Remove adjacent duplicate characters

Question 1

Introduction

This problem is essentially equivalent to this HackerRank problem.

The task is to remove all duplicate characters that are adjacent to each other in a given String of lowercase ASCII characters in range ['a','z'], until no adjacent characters are the same. If a String only contains adjacent duplicate characters, then return an empty String.

Examples:

baab => bb => "" (return an empty String)
aabcd => bcd

Implementation

The core implementation logic uses Stacks to do most of the work.

Translate the input String to a Stack made up of Characters
Create a new Stack that will contain the non-duplicate Characters which will be outputted
pop through the input Stack
- If the output Stack is empty, add the character
- If the first element of the output Stack is the same Character as the popped Character then
  - pop the output Stack because this indicates that the two adjacent Characters are duplicate
- Else
  - push the popped input Stack element to the output Stack

Feedback

I'm looking for general feedback as I'm still pretty green to Java. So if I have some serious design pattern issues, or if I'm missing something very obvious, I'd love to get feedback around that.

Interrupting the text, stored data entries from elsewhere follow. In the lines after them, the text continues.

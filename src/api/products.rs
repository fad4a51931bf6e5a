use actix_web::{web, HttpResponse};
use serde_json::json;
use sqlx::SqlitePool;

use crate::api::IdQuery;
use crate::error::{ApiError, ApiResult};
use crate::model::product::Product;
use crate::utils::forms::FormData;
use crate::utils::sanitize::escape_html;

#[utoipa::path(
    get,
    path = "/api/products",
    responses(
        (status = 200, description = "All products", body = Object, example = json!({
            "success": true,
            "data": [{"id": 1, "name": "ThreatScope Pro", "logo_url": ""}]
        }))
    ),
    tag = "Site"
)]
pub async fn list_products(pool: web::Data<SqlitePool>) -> ApiResult {
    let products = sqlx::query_as::<_, Product>(
        "SELECT id, name, description, logo_url FROM products ORDER BY id",
    )
    .fetch_all(pool.get_ref())
    .await?;

    Ok(HttpResponse::Ok().json(json!({ "success": true, "data": products })))
}

#[utoipa::path(
    post,
    path = "/api/products",
    request_body(content = Object, content_type = "multipart/form-data"),
    responses(
        (status = 200, description = "Product created", body = Object, example = json!({
            "success": true,
            "id": 4,
            "message": "Product added successfully"
        }))
    ),
    tag = "Site"
)]
pub async fn add_product(pool: web::Data<SqlitePool>, form: FormData) -> ApiResult {
    let name = escape_html(form.value("name"));
    let description = escape_html(form.value("description"));
    let logo_url = form.value("logo_url").to_string();

    if name.is_empty() || description.is_empty() {
        return Err(ApiError::Validation(
            "Name and description are required".to_string(),
        ));
    }

    let done =
        sqlx::query("INSERT INTO products (name, description, logo_url) VALUES (?, ?, ?)")
            .bind(&name)
            .bind(&description)
            .bind(&logo_url)
            .execute(pool.get_ref())
            .await?;

    Ok(HttpResponse::Ok().json(json!({
        "success": true,
        "id": done.last_insert_rowid(),
        "message": "Product added successfully"
    })))
}

#[utoipa::path(
    delete,
    path = "/api/products",
    params(IdQuery),
    responses(
        (status = 200, description = "Product removed", body = Object, example = json!({
            "success": true,
            "message": "Product deleted successfully"
        }))
    ),
    tag = "Site"
)]
pub async fn delete_product(pool: web::Data<SqlitePool>, query: web::Query<IdQuery>) -> ApiResult {
    let product_id = query.require("Product ID required", "Invalid Product ID format")?;

    let done = sqlx::query("DELETE FROM products WHERE id = ?")
        .bind(product_id)
        .execute(pool.get_ref())
        .await?;

    if done.rows_affected() == 0 {
        return Err(ApiError::NotFound("Product not found".to_string()));
    }

    Ok(HttpResponse::Ok().json(json!({
        "success": true,
        "message": "Product deleted successfully"
    })))
}

#[cfg(test)]
mod tests {
    use super::*;
    use crate::test_utils::{body_json, setup_test_db};
    use actix_web::web::Data;

    #[actix_web::test]
    async fn requires_name_and_description() {
        let pool = Data::new(setup_test_db().await);
        let form = FormData::default();

        let err = add_product(pool, form).await.unwrap_err();
        assert_eq!(err.to_string(), "Name and description are required");
    }

    #[actix_web::test]
    async fn add_and_delete_round_trip() {
        let pool = Data::new(setup_test_db().await);
        let mut form = FormData::default();
        form.insert_text("name", "NetTrace");
        form.insert_text("description", "Traffic analysis");

        let body = body_json(add_product(pool.clone(), form).await.unwrap()).await;
        let id = body["id"].as_i64().unwrap();

        let query = web::Query(IdQuery {
            id: Some(id.to_string()),
        });
        let body = body_json(delete_product(pool.clone(), query).await.unwrap()).await;
        assert_eq!(body["message"], "Product deleted successfully");

        let remaining = body_json(list_products(pool).await.unwrap()).await;
        assert_eq!(remaining["data"].as_array().unwrap().len(), 0);
    }
}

A couple thoughts on my mind:

Initially I tried implementing logic that iterated through Lists which worked but isn't as efficient as this implementation. One thing that I do like about this implementation is that it identifies the duplicate characters in one iteration, which you could achieve through Lists, I think, but the logic is more intuitive when using Stacks (I think).
Naming
- I think the name AdjacentDuplicateCharactersRemover is relatively appropriate, but what are good names for the underlying methods? I struggled with this for a while because they are both doing similar things (removing / filtering characters).

Actual Implementation

public class AdjacentDuplicateCharactersRemover {
 public static String removeAdjacentDuplicateCharacters(final String candidate) {
 if (candidate.length() < 2) {
 return candidate;
 }
 final Stack<Character> originalCharacters = new Stack<>();
 for (char c : candidate.toCharArray()) {
 originalCharacters.push(c);
 }
 final Stack<Character> filteredCharacters = AdjacentDuplicateCharactersRemover.filterAdjacentDuplicateCharacters(originalCharacters);
 final StringBuilder stringBuilder = new StringBuilder();
 while (!filteredCharacters.empty()) {
 stringBuilder.append(filteredCharacters.pop());
 }
 return stringBuilder.toString();
 }
 public static Stack<Character> filterAdjacentDuplicateCharacters(final Stack<Character> characters) {
 if (characters.size() < 2) {
 return characters;
 }
 final Stack<Character> filteredCharacters = new Stack<>();
 while (!characters.empty()) {
 final char poppedChar = characters.pop();
 if (filteredCharacters.empty() || poppedChar != filteredCharacters.peek()) {
 filteredCharacters.push(poppedChar);
 } else {
 filteredCharacters.pop();
 }
 }
 return filteredCharacters;
 }
}

Question 2

The naming of the class is OK, I think. It could be better named AdjacentSameCharacterPairsRemover. "Same" is shorter than "duplicate". "Pairs" corrects a misunderstanding that I initially had, which was that "aaa" → "" instead of "aaa" → "a". The name still wouldn't convey the idea that the elimination is applied repeatedly, but there's only so much information that you can fit into a name.

I don't think that the function name needs to be that long, if the class name is already descriptive. The parameter name, candidate, is peculiar. What office is that string running for, or what validation are you performing on it?

I don't recommend marking parameters and local variables as final — it just adds visual clutter. Functions should be short enough that you can easily keep track of all the variables in your head simultaneously.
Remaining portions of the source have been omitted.